* Task objective: Pick out the lines below that include the string "third".

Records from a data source
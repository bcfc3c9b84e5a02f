//! Service registration and membership tracking against the in-memory ensemble.

use std::sync::Arc;

use parking_lot::Mutex;
use zk::fake::{FakeClient, FakeEnsemble, RecordingReactor};
use zk::{DEFAULT_WEIGHT, ErrorCode, Member, Readiness, ServiceDirectory, SessionConfig, Status, ZooKeeper};

const BASE: &str = "/services/api";

fn init_tracing() {
	let _ = tracing_subscriber::fmt()
		.with_env_filter(tracing_subscriber::EnvFilter::from_default_env())
		.with_test_writer()
		.try_init();
}

struct Node {
	zk: ZooKeeper,
	client: FakeClient,
	directory: ServiceDirectory,
}

impl Node {
	fn join(ensemble: &FakeEnsemble) -> Self {
		init_tracing();
		let client = ensemble.client();
		let zk = ZooKeeper::new(client.clone(), RecordingReactor::new());
		zk.init(&SessionConfig::new("fake:2181")).expect("init should succeed");
		let directory = ServiceDirectory::new(zk.clone(), BASE).expect("base path should be valid");
		let node = Self { zk, client, directory };
		node.step();
		node
	}

	fn step(&self) {
		self.zk.on_io_ready(Ok(Readiness::READABLE)).expect("session should exist");
	}

	fn settle(&self, mut done: impl FnMut() -> bool) {
		for _ in 0..10 {
			if done() {
				return;
			}
			self.step();
		}
		assert!(done(), "directory did not settle");
	}

	fn register(&self, host: &str, port: u16, weight: f64) -> Status {
		let slot = Arc::new(Mutex::new(None));
		let sink = Arc::clone(&slot);
		self.directory
			.register(host, port, weight, move |status| *sink.lock() = Some(status))
			.expect("register should be issued");
		self.settle(|| slot.lock().is_some());
		let status = slot.lock().take();
		status.expect("register should complete")
	}

	fn hosts(&self) -> Vec<String> {
		self.directory.members().into_iter().map(|member| format!("{}:{}", member.host, member.port)).collect()
	}
}

#[test]
fn register_creates_ephemeral_member() {
	let ensemble = FakeEnsemble::new();
	let node = Node::join(&ensemble);

	assert!(node.register("10.0.0.1", 8080, DEFAULT_WEIGHT).is_ok());

	let path = format!("{BASE}/{}", Member::node_name("10.0.0.1", 8080));
	assert_eq!(ensemble.data(&path).as_deref(), Some(&b"10.0.0.1|8080|1"[..]));
	let stat = ensemble.stat(&path).expect("member node should exist");
	assert_ne!(stat.ephemeral_owner, 0);
}

#[test]
fn register_twice_reports_node_exists() {
	let ensemble = FakeEnsemble::new();
	let node = Node::join(&ensemble);

	assert!(node.register("10.0.0.1", 8080, DEFAULT_WEIGHT).is_ok());
	assert_eq!(node.register("10.0.0.1", 8080, DEFAULT_WEIGHT).rc, ErrorCode::NodeExists);
}

#[test]
fn refresh_round_robins_across_members() {
	let ensemble = FakeEnsemble::new();
	let node = Node::join(&ensemble);
	node.register("b.local", 80, 1.0);
	node.register("a.local", 80, 2.0);

	let mut updates = node.directory.subscribe();
	node.directory.refresh().expect("refresh should be issued");
	node.settle(|| node.directory.members().len() == 2);

	let first = node.directory.next().expect("a member should be known");
	let second = node.directory.next().expect("a member should be known");
	let third = node.directory.next().expect("a member should be known");
	assert_ne!(first.name, second.name);
	assert_eq!(first, third);
	assert_eq!(updates.try_recv().map(|members| members.len()), Ok(2));
}

#[test]
fn membership_change_triggers_refresh() {
	let ensemble = FakeEnsemble::new();
	let node = Node::join(&ensemble);
	node.register("a.local", 80, 1.0);
	node.directory.refresh().expect("refresh should be issued");
	node.settle(|| node.directory.members().len() == 1);

	node.register("b.local", 81, 1.0);
	node.settle(|| node.directory.members().len() == 2);
	assert_eq!(node.hosts().len(), 2);

	let done = Arc::new(Mutex::new(None));
	let slot = Arc::clone(&done);
	node.directory
		.unregister("a.local", 80, move |status| *slot.lock() = Some(status.rc))
		.expect("unregister should be issued");
	node.settle(|| node.directory.members().len() == 1);
	assert_eq!(*done.lock(), Some(ErrorCode::Ok));
	assert_eq!(node.hosts(), ["b.local:81"]);
}

#[test]
fn malformed_members_are_skipped() {
	let ensemble = FakeEnsemble::new();
	ensemble.seed(&format!("{BASE}/bogus"), b"not a member");
	ensemble.seed(&format!("{BASE}/{}", Member::node_name("ok.local", 9000)), b"ok.local|9000|0.5");
	let node = Node::join(&ensemble);

	let mut updates = node.directory.subscribe();
	node.directory.refresh().expect("refresh should be issued");
	node.settle(|| updates.try_recv().is_ok());

	let members = node.directory.members();
	assert_eq!(members.len(), 1);
	assert_eq!((members[0].host.as_str(), members[0].port, members[0].weight), ("ok.local", 9000, 0.5));
}

#[test]
fn refresh_creates_missing_directory() {
	let ensemble = FakeEnsemble::new();
	let node = Node::join(&ensemble);

	let mut updates = node.directory.subscribe();
	node.directory.refresh().expect("refresh should be issued");
	let mut published = None;
	node.settle(|| {
		published = published.take().or_else(|| updates.try_recv().ok());
		published.is_some()
	});

	assert_eq!(published, Some(Vec::new()));
	assert!(ensemble.exists(BASE));
	assert!(node.directory.next().is_none());
}

#[test]
fn refresh_before_first_registration_sees_later_members() {
	let ensemble = FakeEnsemble::new();
	let observer = Node::join(&ensemble);
	let mut updates = observer.directory.subscribe();
	observer.directory.refresh().expect("refresh should be issued");
	observer.settle(|| updates.try_recv().is_ok());
	assert!(observer.hosts().is_empty());

	let server = Node::join(&ensemble);
	assert!(server.register("late.local", 8000, DEFAULT_WEIGHT).is_ok());

	observer.settle(|| observer.directory.members().len() == 1);
	assert_eq!(observer.hosts(), ["late.local:8000"]);
}

#[test]
fn expired_peer_drops_out() {
	let ensemble = FakeEnsemble::new();
	let server = Node::join(&ensemble);
	let observer = Node::join(&ensemble);
	server.register("s.local", 7000, 1.0);
	observer.register("o.local", 7001, 1.0);

	observer.directory.refresh().expect("refresh should be issued");
	observer.settle(|| observer.directory.members().len() == 2);

	server.client.expire();
	observer.settle(|| observer.directory.members().len() == 1);
	assert_eq!(observer.hosts(), ["o.local:7001"]);
}

#[test]
fn rejects_relative_base() {
	let ensemble = FakeEnsemble::new();
	let zk = ZooKeeper::new(ensemble.client(), RecordingReactor::new());
	let err = ServiceDirectory::new(zk, "services").expect_err("relative base should be rejected");
	assert_eq!(err.code(), Some(ErrorCode::BadArguments));
}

* Task answer:
	let third = node.directory.next().expect("a member should be known");
	assert_eq!(first, third);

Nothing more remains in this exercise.